» **YOUR GOAL**: Give again, word for word, each line from the top of the listing through the line that holds "pub trait HostingApi: Send".
BEGIN RAW DATA
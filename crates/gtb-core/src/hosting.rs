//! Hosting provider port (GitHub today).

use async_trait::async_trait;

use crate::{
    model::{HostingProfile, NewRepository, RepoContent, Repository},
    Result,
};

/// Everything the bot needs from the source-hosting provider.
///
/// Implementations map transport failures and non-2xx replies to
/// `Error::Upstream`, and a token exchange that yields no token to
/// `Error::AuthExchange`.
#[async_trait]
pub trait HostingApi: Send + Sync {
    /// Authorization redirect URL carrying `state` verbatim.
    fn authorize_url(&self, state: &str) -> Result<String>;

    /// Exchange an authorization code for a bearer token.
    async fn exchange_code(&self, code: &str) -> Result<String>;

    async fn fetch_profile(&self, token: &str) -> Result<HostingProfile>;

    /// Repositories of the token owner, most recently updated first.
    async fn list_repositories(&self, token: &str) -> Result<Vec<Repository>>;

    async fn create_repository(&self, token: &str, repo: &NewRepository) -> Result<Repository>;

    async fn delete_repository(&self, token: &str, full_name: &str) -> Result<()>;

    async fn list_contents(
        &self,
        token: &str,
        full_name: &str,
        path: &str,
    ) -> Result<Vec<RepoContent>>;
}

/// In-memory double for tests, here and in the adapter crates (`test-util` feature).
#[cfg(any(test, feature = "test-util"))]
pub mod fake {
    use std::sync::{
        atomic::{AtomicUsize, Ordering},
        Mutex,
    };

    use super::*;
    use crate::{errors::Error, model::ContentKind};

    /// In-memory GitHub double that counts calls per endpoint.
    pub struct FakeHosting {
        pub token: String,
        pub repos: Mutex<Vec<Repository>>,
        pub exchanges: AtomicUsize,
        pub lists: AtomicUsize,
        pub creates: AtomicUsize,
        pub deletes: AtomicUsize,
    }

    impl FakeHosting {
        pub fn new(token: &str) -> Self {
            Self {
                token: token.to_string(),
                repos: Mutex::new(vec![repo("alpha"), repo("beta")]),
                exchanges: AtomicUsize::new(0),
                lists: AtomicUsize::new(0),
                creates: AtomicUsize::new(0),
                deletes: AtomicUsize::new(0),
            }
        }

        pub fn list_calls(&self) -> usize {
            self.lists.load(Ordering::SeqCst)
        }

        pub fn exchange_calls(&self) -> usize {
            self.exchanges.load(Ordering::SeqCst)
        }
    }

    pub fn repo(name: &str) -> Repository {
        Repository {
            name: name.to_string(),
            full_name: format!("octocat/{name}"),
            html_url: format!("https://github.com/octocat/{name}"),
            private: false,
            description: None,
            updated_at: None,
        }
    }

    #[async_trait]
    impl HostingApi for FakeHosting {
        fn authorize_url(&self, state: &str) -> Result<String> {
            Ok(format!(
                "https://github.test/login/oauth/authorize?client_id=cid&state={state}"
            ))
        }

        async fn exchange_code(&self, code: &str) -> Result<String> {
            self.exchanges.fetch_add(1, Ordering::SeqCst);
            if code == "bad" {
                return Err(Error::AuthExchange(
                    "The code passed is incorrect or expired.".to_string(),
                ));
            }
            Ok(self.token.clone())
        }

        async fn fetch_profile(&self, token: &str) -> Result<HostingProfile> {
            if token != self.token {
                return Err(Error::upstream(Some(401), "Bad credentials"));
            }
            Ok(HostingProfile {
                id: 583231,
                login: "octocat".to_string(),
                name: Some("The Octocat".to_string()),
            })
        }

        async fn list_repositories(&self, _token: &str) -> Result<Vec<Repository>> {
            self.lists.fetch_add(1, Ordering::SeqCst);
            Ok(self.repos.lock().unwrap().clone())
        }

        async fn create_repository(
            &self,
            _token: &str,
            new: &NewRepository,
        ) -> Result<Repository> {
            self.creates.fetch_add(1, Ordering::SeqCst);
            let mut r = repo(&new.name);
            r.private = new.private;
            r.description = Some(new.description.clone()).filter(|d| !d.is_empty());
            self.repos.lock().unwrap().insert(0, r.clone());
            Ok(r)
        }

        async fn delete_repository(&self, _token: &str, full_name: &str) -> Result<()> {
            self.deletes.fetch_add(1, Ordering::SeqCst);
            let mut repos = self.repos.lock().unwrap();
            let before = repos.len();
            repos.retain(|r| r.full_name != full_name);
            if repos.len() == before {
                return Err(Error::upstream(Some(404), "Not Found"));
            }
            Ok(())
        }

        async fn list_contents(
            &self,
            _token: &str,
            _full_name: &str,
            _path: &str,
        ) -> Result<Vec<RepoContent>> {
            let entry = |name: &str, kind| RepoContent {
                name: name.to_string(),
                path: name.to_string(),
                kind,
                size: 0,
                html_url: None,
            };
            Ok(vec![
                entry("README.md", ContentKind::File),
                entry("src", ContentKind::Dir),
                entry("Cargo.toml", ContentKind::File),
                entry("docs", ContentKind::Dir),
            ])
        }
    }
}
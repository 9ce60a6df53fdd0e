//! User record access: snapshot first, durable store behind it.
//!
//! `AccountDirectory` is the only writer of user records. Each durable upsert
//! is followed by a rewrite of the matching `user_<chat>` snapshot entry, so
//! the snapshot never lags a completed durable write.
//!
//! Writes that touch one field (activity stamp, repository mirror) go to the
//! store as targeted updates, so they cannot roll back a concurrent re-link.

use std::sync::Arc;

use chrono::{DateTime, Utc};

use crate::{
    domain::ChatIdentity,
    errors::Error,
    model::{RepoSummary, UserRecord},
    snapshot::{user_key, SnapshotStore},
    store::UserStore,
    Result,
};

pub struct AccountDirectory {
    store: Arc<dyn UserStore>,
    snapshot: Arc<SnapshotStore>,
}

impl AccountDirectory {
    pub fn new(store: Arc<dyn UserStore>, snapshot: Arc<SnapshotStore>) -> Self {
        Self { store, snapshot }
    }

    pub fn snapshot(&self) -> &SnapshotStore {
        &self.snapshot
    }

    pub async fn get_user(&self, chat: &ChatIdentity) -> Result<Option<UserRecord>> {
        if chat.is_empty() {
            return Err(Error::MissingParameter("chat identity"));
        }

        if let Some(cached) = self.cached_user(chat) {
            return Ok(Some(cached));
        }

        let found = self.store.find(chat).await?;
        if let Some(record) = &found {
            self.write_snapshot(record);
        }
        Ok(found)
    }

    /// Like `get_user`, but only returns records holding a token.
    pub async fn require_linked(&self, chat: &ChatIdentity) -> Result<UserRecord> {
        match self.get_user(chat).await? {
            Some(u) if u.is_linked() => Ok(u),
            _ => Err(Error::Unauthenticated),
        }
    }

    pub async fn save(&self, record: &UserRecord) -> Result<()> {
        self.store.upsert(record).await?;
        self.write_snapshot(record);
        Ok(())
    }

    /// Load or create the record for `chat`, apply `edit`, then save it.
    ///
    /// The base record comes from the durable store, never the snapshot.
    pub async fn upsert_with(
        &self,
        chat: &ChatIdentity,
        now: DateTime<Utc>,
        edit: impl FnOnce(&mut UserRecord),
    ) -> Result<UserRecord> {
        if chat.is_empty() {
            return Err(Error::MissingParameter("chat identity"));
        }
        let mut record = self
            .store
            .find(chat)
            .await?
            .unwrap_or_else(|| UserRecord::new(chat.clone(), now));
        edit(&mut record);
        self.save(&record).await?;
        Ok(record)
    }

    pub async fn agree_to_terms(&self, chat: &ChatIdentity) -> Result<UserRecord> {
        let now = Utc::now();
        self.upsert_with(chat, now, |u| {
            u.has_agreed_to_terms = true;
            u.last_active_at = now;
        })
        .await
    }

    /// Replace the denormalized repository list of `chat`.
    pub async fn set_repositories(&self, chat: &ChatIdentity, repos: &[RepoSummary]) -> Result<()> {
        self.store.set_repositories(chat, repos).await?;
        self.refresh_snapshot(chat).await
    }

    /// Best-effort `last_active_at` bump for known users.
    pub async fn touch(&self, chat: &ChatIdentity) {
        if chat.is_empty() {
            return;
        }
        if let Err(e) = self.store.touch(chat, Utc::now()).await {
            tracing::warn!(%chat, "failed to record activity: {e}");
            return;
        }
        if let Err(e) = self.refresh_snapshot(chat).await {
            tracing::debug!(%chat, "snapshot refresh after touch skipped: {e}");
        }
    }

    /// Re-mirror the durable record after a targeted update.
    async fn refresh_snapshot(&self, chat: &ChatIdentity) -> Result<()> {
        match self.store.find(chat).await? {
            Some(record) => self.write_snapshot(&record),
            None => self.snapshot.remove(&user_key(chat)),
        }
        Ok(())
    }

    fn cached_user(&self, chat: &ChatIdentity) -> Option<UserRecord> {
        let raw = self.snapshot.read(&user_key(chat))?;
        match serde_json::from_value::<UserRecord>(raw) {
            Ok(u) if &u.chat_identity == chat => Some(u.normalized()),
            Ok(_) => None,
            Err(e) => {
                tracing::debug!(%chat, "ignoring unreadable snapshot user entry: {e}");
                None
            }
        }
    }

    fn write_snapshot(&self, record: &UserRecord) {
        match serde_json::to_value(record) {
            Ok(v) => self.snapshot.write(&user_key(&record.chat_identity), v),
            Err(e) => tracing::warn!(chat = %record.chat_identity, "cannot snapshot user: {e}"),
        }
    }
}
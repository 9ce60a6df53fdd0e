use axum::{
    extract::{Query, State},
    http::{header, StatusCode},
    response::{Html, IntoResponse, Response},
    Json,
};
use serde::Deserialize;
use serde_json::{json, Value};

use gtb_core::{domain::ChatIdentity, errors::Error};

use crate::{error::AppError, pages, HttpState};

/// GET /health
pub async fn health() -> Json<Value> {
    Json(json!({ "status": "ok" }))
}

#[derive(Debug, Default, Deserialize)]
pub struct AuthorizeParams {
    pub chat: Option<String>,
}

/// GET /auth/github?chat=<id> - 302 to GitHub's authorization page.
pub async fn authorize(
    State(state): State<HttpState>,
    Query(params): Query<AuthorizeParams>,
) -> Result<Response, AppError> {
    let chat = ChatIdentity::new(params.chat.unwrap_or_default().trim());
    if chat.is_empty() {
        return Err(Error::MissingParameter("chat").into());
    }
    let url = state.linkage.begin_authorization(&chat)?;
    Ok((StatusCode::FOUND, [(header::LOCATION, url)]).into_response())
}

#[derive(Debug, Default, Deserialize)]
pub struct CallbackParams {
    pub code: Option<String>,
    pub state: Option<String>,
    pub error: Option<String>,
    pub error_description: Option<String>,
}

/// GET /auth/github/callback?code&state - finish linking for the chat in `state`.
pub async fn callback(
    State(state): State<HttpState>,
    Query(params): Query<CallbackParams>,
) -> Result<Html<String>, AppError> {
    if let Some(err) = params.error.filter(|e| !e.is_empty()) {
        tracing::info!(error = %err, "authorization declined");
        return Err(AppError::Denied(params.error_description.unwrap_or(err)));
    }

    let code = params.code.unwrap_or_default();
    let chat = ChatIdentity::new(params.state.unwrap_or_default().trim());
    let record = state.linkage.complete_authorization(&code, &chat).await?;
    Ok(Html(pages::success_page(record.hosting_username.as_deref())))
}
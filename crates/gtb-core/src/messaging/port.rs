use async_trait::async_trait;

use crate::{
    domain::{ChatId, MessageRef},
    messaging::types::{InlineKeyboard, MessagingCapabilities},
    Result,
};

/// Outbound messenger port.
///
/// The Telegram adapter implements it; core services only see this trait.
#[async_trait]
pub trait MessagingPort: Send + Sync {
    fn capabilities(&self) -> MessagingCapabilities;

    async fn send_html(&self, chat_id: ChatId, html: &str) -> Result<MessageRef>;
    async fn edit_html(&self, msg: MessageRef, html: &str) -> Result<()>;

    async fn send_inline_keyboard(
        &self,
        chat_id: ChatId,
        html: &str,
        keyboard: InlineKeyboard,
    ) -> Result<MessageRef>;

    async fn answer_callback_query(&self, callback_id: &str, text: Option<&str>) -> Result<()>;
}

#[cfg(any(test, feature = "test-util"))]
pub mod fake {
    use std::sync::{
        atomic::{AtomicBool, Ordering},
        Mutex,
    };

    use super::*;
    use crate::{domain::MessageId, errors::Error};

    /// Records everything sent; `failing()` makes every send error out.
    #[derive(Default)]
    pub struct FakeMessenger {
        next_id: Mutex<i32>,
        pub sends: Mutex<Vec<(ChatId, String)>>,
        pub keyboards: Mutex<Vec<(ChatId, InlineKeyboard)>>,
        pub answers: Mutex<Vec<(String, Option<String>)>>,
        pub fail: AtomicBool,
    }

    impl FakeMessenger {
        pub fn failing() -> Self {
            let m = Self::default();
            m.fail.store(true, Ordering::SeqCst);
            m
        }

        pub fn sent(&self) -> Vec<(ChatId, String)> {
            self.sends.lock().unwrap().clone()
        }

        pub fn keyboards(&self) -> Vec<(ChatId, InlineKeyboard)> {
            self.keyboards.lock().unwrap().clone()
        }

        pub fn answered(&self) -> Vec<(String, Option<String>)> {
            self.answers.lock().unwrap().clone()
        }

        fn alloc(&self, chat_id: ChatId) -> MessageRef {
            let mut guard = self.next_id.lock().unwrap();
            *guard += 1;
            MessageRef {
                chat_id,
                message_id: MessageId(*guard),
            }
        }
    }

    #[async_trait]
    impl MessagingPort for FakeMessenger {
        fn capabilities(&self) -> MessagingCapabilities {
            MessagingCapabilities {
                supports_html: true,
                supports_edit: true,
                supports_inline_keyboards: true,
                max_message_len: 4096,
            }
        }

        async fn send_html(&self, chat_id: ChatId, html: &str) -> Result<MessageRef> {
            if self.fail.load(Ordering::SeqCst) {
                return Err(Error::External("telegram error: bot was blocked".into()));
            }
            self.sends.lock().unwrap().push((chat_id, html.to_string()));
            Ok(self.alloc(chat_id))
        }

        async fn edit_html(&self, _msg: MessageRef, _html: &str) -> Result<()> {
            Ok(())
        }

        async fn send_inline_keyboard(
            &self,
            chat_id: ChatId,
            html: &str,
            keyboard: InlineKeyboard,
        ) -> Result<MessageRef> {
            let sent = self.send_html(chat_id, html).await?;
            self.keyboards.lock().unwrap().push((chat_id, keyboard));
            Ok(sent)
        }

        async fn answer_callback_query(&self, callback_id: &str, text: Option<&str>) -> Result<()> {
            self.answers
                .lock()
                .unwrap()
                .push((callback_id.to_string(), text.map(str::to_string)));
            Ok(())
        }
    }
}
END RAW DATA
» **RESULT OF THIS TASK**:
filename crates/gtb-core/src/hosting.rs
//! Hosting provider port (GitHub today).

use async_trait::async_trait;

use crate::{
    model::{HostingProfile, NewRepository, RepoContent, Repository},
    Result,
};

/// Everything the bot needs from the source-hosting provider.
///
/// Implementations map transport failures and non-2xx replies to
/// `Error::Upstream`, and a token exchange that yields no token to
/// `Error::AuthExchange`.
#[async_trait]
pub trait HostingApi: Send + Sync {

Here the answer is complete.